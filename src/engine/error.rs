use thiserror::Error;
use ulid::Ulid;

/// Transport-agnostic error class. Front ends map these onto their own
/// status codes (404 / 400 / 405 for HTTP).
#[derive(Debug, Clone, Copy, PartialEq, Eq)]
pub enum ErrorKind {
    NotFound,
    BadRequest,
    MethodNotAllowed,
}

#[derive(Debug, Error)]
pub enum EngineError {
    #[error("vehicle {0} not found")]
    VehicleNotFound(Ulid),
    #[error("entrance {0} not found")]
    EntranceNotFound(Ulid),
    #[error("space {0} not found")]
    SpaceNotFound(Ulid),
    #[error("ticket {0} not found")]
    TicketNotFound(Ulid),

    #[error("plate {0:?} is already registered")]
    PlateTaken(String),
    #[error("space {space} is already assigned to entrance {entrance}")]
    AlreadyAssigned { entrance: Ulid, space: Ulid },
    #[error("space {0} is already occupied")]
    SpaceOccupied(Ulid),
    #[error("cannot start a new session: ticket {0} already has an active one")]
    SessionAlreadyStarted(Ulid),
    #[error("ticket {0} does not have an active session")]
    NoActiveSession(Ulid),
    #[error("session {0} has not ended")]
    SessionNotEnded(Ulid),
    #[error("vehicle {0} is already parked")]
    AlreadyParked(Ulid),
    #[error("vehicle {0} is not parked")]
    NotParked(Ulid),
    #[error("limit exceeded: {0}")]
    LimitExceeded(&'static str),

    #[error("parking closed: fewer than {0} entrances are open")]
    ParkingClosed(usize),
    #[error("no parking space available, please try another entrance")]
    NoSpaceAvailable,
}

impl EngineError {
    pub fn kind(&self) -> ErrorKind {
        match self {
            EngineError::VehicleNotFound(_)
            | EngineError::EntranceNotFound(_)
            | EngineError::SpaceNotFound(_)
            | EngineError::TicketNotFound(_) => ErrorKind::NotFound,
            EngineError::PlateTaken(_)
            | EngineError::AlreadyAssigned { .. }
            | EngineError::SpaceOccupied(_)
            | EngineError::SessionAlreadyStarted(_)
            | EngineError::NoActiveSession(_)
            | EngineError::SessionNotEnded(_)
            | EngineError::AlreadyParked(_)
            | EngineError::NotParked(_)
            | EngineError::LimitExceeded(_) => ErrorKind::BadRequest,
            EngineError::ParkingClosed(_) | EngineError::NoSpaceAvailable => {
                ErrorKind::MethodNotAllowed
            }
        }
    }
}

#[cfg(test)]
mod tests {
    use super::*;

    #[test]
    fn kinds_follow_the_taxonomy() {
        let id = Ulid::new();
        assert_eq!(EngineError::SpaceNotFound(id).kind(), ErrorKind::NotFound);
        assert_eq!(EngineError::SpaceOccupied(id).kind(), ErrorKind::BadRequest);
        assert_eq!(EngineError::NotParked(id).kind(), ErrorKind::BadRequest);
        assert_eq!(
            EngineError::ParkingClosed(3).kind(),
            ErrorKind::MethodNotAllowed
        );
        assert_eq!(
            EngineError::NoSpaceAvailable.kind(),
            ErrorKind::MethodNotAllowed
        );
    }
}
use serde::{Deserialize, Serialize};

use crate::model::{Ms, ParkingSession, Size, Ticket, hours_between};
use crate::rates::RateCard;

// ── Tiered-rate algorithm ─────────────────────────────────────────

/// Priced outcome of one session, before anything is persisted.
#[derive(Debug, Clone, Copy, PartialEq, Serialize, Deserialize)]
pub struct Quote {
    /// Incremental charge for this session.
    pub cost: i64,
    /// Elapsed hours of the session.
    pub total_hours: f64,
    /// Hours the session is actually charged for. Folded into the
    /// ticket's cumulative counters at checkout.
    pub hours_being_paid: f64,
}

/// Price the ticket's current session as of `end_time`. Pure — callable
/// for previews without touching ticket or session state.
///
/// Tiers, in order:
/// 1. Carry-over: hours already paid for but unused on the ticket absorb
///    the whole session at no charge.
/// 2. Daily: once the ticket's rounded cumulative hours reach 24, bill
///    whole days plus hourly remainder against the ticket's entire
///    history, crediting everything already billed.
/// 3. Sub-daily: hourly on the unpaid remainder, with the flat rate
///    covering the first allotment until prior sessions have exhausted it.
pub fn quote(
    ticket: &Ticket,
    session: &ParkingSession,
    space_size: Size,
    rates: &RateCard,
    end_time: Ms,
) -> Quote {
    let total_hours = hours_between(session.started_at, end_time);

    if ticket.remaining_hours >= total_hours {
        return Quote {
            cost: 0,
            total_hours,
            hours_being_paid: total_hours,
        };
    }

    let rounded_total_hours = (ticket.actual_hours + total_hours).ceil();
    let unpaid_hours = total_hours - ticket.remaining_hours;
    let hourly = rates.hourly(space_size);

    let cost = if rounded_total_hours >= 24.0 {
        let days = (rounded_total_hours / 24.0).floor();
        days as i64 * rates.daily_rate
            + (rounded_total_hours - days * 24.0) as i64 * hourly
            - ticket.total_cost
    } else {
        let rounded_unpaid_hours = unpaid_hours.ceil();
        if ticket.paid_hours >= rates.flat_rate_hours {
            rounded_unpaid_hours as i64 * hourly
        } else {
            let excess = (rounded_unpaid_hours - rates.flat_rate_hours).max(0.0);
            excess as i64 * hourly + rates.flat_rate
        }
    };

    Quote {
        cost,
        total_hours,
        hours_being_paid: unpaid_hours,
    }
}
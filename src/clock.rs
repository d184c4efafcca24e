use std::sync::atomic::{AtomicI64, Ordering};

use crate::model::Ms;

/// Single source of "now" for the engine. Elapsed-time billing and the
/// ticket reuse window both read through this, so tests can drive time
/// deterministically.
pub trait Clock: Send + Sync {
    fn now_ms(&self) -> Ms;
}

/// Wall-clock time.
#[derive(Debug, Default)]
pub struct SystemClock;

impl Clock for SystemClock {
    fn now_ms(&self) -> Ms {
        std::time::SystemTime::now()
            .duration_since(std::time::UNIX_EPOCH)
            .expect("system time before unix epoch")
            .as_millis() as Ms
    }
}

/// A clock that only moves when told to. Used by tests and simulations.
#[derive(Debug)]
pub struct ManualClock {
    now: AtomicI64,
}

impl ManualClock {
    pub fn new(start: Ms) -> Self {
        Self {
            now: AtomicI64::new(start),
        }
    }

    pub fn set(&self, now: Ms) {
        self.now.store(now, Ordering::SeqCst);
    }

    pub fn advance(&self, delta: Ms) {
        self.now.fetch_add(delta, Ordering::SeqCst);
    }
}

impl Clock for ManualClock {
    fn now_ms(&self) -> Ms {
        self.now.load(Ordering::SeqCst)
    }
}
################
Your goal — In the records above, count the lines that contain the word "model" and state only that count.

The completed task — 2